### Assignment:
The lines of the records that include "matches" should all be copied.

### Dataset extract:
● ● ● ● ● ● ●

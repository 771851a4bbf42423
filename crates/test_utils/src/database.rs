//! Database Test Utilities
//!
//! Provides helpers for database testing including testcontainer management
//! and connection pooling for integration tests.

use std::sync::Arc;
use std::time::Duration;

use testcontainers::{runners::AsyncRunner, ContainerAsync, ImageExt};
use testcontainers_modules::postgres::Postgres;
use tokio::sync::OnceCell;

use infra_db::{create_pool, run_migrations, DatabaseConfig, DatabasePool, PostgresLedgerStore};

/// Default PostgreSQL image tag for testing
const POSTGRES_TAG: &str = "16-alpine";
const POSTGRES_USER: &str = "test_user";
const POSTGRES_PASSWORD: &str = "test_password";
const POSTGRES_DB: &str = "olive_ledger_test";

/// Tables in deletion order
const TABLES: [&str; 4] = ["invoice_lines", "invoices", "barrels", "providers"];

pub type TestResult<T> = Result<T, Box<dyn std::error::Error + Send + Sync>>;

/// Configuration for test database
#[derive(Debug, Clone)]
pub struct TestDatabaseConfig {
    pub user: String,
    pub password: String,
    pub database: String,
    pub host: String,
    pub port: u16,
}

impl Default for TestDatabaseConfig {
    fn default() -> Self {
        Self {
            user: POSTGRES_USER.to_string(),
            password: POSTGRES_PASSWORD.to_string(),
            database: POSTGRES_DB.to_string(),
            host: "localhost".to_string(),
            port: 5432,
        }
    }
}

impl TestDatabaseConfig {
    /// Creates the database connection URL
    pub fn connection_url(&self) -> String {
        format!(
            "postgres://{}:{}@{}:{}/{}",
            self.user, self.password, self.host, self.port, self.database
        )
    }
}

/// A migrated PostgreSQL test container
pub struct TestDatabase {
    _container: ContainerAsync<Postgres>,
    pub config: TestDatabaseConfig,
    pub pool: DatabasePool,
}

impl TestDatabase {
    /// Starts a new PostgreSQL container and runs the ledger migrations
    ///
    /// # Errors
    ///
    /// Returns an error if the container fails to start or a migration fails
    pub async fn new() -> TestResult<Self> {
        let container = Postgres::default()
            .with_user(POSTGRES_USER)
            .with_password(POSTGRES_PASSWORD)
            .with_db_name(POSTGRES_DB)
            .with_tag(POSTGRES_TAG)
            .start()
            .await?;

        let config = TestDatabaseConfig {
            host: container.get_host().await?.to_string(),
            port: container.get_host_port_ipv4(5432).await?,
            ..TestDatabaseConfig::default()
        };

        // Enough connections for the concurrent add_line tests
        let pool = create_pool(
            DatabaseConfig::new(config.connection_url())
                .max_connections(16)
                .min_connections(1)
                .connect_timeout(Duration::from_secs(30)),
        )
        .await?;

        run_migrations(&pool).await?;

        Ok(Self {
            _container: container,
            config,
            pool,
        })
    }

    /// Returns a reference to the connection pool
    pub fn pool(&self) -> &DatabasePool {
        &self.pool
    }

    /// Ledger store over this database
    pub fn store(&self) -> PostgresLedgerStore {
        PostgresLedgerStore::new(self.pool.clone())
    }

    /// Clears all data from the database while preserving the schema
    ///
    /// Useful for resetting state between tests
    pub async fn clear_data(&self) -> TestResult<()> {
        sqlx::query(&format!("TRUNCATE TABLE {} CASCADE", TABLES.join(", ")))
            .execute(&self.pool)
            .await?;
        Ok(())
    }
}

/// Global test database for shared integration tests
static SHARED_TEST_DB: OnceCell<Arc<TestDatabase>> = OnceCell::const_new();

/// Gets or creates a shared test database instance
///
/// Tests sharing it must not depend on the tables being empty.
///
/// # Panics
///
/// Panics if the database fails to initialize
pub async fn get_shared_test_database() -> Arc<TestDatabase> {
    SHARED_TEST_DB
        .get_or_init(|| async {
            Arc::new(
                TestDatabase::new()
                    .await
                    .expect("Failed to create shared test database"),
            )
        })
        .await
        .clone()
}

/// Creates an isolated test database for a single test
pub async fn create_isolated_test_database() -> TestResult<TestDatabase> {
    TestDatabase::new().await
}

/// Helper macro for tests that need their own database
#[macro_export]
macro_rules! db_test {
    ($name:ident, |$db:ident| $body:block) => {
        #[tokio::test(flavor = "multi_thread", worker_threads = 4)]
        #[ignore = "requires docker"]
        async fn $name() {
            let $db = $crate::database::create_isolated_test_database()
                .await
                .expect("Failed to create test database");
            $body
        }
    };
}

#[cfg(test)]
mod tests {
    use super::*;

    #[test]
    fn test_config_connection_url() {
        let config = TestDatabaseConfig::default();
        let url = config.connection_url();

        assert!(url.starts_with("postgres://"));
        assert!(url.contains(POSTGRES_USER));
        assert!(url.contains(POSTGRES_DB));
    }

    #[test]
    fn test_truncate_order_starts_with_lines() {
        assert_eq!(TABLES[0], "invoice_lines");
        assert_eq!(TABLES[TABLES.len() - 1], "providers");
    }
}
//! Billing domain errors

use serde::Serialize;
use thiserror::Error;

use core_kernel::{BarrelId, CoreError, InvoiceId, MoneyError, PortError, ProviderId};

/// The business rules an `add_line` request can violate
///
/// Each kind maps to a stable code that callers can match on.
#[derive(Debug, Clone, Copy, PartialEq, Eq, Hash, Serialize)]
#[serde(rename_all = "snake_case")]
pub enum RejectionKind {
    InvalidQuantity,
    InvalidPrice,
    InvalidDescription,
    BarrelAlreadyBilled,
    ProviderMismatch,
    PartialQuantityRejected,
}

impl RejectionKind {
    /// Returns the snake_case code of this rejection
    pub fn code(&self) -> &'static str {
        match self {
            RejectionKind::InvalidQuantity => "invalid_quantity",
            RejectionKind::InvalidPrice => "invalid_price",
            RejectionKind::InvalidDescription => "invalid_description",
            RejectionKind::BarrelAlreadyBilled => "barrel_already_billed",
            RejectionKind::ProviderMismatch => "provider_mismatch",
            RejectionKind::PartialQuantityRejected => "partial_quantity_rejected",
        }
    }
}

/// Errors that can occur in the billing domain
#[derive(Debug, Error)]
pub enum BillingError {
    /// Requested liters are zero or negative
    #[error("liters must be > 0, got {liters}")]
    InvalidQuantity { liters: i64 },

    /// Unit price is not a positive amount with at most two decimals
    #[error("invalid unit price: {0}")]
    InvalidPrice(MoneyError),

    /// Line description is blank or too long
    #[error("invalid description: {0}")]
    InvalidDescription(String),

    /// The barrel already has its full capacity invoiced
    #[error("barrel {barrel_id} is already fully billed")]
    BarrelAlreadyBilled { barrel_id: BarrelId },

    /// The barrel belongs to a different provider than the invoice
    #[error("barrel {barrel_id} belongs to {barrel_provider}, not to the invoice provider {invoice_provider}")]
    ProviderMismatch {
        barrel_id: BarrelId,
        barrel_provider: ProviderId,
        invoice_provider: ProviderId,
    },

    /// Liters differ from the barrel capacity
    #[error("liters must equal the barrel capacity of {capacity} to bill the full barrel, got {requested}")]
    PartialQuantityRejected {
        barrel_id: BarrelId,
        requested: i64,
        capacity: i64,
    },

    /// Provider not found
    #[error("Provider not found: {0}")]
    ProviderNotFound(ProviderId),

    /// Barrel not found
    #[error("Barrel not found: {0}")]
    BarrelNotFound(BarrelId),

    /// Invoice not found
    #[error("Invoice not found: {0}")]
    InvoiceNotFound(InvoiceId),

    /// Administrative input is invalid
    #[error("Validation error: {0}")]
    Validation(String),

    /// Uniqueness or protected-reference violation
    #[error("Conflict: {0}")]
    Conflict(String),

    /// Amount arithmetic failed
    #[error("Calculation error: {0}")]
    Calculation(MoneyError),

    /// The ledger store failed
    #[error("Storage error: {0}")]
    Store(#[source] PortError),
}

impl BillingError {
    /// Returns the business rule this error rejects, if it is an `add_line` rejection
    pub fn rejection_kind(&self) -> Option<RejectionKind> {
        match self {
            BillingError::InvalidQuantity { .. } => Some(RejectionKind::InvalidQuantity),
            BillingError::InvalidPrice(_) => Some(RejectionKind::InvalidPrice),
            BillingError::InvalidDescription(_) => Some(RejectionKind::InvalidDescription),
            BillingError::BarrelAlreadyBilled { .. } => Some(RejectionKind::BarrelAlreadyBilled),
            BillingError::ProviderMismatch { .. } => Some(RejectionKind::ProviderMismatch),
            BillingError::PartialQuantityRejected { .. } => {
                Some(RejectionKind::PartialQuantityRejected)
            }
            _ => None,
        }
    }

    /// Checks if this error indicates a record was not found
    pub fn is_not_found(&self) -> bool {
        matches!(
            self,
            BillingError::ProviderNotFound(_)
                | BillingError::BarrelNotFound(_)
                | BillingError::InvoiceNotFound(_)
        )
    }

    /// Checks if the underlying store failure may succeed on retry
    pub fn is_transient(&self) -> bool {
        matches!(self, BillingError::Store(e) if e.is_transient())
    }
}

impl From<CoreError> for BillingError {
    fn from(error: CoreError) -> Self {
        match error {
            CoreError::Validation(message) => BillingError::Validation(message),
            CoreError::Money(e) => BillingError::Calculation(e),
        }
    }
}

impl From<PortError> for BillingError {
    fn from(error: PortError) -> Self {
        match error {
            PortError::Conflict { message } => BillingError::Conflict(message),
            PortError::Validation { message, .. } => BillingError::Validation(message),
            other => BillingError::Store(other),
        }
    }
}

#[cfg(test)]
mod tests {
    use super::*;

    #[test]
    fn test_rejection_kind_only_for_business_rules() {
        let rejected = BillingError::InvalidQuantity { liters: 0 };
        assert_eq!(rejected.rejection_kind(), Some(RejectionKind::InvalidQuantity));

        let missing = BillingError::BarrelNotFound(BarrelId::new());
        assert_eq!(missing.rejection_kind(), None);
        assert!(missing.is_not_found());
    }

    #[test]
    fn test_port_conflict_becomes_domain_conflict() {
        let error: BillingError = PortError::conflict("invoice_no already exists").into();
        assert!(matches!(error, BillingError::Conflict(msg) if msg.contains("invoice_no")));
    }

    #[test]
    fn test_transient_store_error() {
        let error: BillingError = PortError::connection("pool closed").into();
        assert!(error.is_transient());
    }
}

● ● ● ● ● ● ●

### Task answer:
        matches!(
        matches!(self, BillingError::Store(e) if e.is_transient())
        assert!(matches!(error, BillingError::Conflict(msg) if msg.contains("invoice_no")));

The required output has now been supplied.